__Work to be completed__. Please print each entry below exactly as it reads.

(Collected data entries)
========

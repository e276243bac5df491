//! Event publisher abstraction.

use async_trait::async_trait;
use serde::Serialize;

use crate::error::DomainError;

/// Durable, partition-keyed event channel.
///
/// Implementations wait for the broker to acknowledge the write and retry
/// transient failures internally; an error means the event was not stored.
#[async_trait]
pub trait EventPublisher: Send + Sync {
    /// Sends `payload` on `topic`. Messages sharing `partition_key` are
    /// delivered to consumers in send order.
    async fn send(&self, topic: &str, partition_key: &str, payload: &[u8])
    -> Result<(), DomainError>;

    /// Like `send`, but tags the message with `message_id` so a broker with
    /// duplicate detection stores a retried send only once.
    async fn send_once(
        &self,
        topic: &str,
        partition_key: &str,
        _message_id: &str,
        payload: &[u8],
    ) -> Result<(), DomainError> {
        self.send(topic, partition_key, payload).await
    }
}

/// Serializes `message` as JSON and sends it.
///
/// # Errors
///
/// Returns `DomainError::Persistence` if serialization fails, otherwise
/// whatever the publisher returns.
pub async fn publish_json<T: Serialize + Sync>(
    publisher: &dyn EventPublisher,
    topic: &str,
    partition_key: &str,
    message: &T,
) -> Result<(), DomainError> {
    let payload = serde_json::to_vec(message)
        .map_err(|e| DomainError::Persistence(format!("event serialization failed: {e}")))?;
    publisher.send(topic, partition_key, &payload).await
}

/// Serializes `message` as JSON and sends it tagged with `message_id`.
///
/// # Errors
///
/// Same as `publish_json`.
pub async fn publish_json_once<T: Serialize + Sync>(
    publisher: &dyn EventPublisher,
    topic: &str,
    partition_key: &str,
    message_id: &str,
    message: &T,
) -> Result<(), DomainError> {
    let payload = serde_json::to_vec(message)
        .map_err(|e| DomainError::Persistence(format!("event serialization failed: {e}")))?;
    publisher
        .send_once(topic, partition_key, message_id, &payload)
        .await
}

========

__Result__.
repository e276243bac5df491
//! Event publisher abstraction.

use async_trait::async_trait;
use serde::Serialize;

use crate::error::DomainError;

/// Durable, partition-keyed event channel.
///
/// Implementations wait for the broker to acknowledge the write and retry
/// transient failures internally; an error means the event was not stored.
#[async_trait]
pub trait EventPublisher: Send + Sync {
    /// Sends `payload` on `topic`. Messages sharing `partition_key` are
    /// delivered to consumers in send order.
    async fn send(&self, topic: &str, partition_key: &str, payload: &[u8])
    -> Result<(), DomainError>;

    /// Like `send`, but tags the message with `message_id` so a broker with
    /// duplicate detection stores a retried send only once.
    async fn send_once(
        &self,
        topic: &str,
        partition_key: &str,
        _message_id: &str,
        payload: &[u8],
    ) -> Result<(), DomainError> {
        self.send(topic, partition_key, payload).await
    }
}

/// Serializes `message` as JSON and sends it.
///
/// # Errors
///
/// Returns `DomainError::Persistence` if serialization fails, otherwise
/// whatever the publisher returns.
pub async fn publish_json<T: Serialize + Sync>(
    publisher: &dyn EventPublisher,
    topic: &str,
    partition_key: &str,
    message: &T,
) -> Result<(), DomainError> {
    let payload = serde_json::to_vec(message)
        .map_err(|e| DomainError::Persistence(format!("event serialization failed: {e}")))?;
    publisher.send(topic, partition_key, &payload).await
}

/// Serializes `message` as JSON and sends it tagged with `message_id`.
///
/// # Errors
///
/// Same as `publish_json`.
pub async fn publish_json_once<T: Serialize + Sync>(
    publisher: &dyn EventPublisher,
    topic: &str,
    partition_key: &str,
    message_id: &str,
    message: &T,
) -> Result<(), DomainError> {
    let payload = serde_json::to_vec(message)
        .map_err(|e| DomainError::Persistence(format!("event serialization failed: {e}")))?;
    publisher
        .send_once(topic, partition_key, message_id, &payload)
        .await
}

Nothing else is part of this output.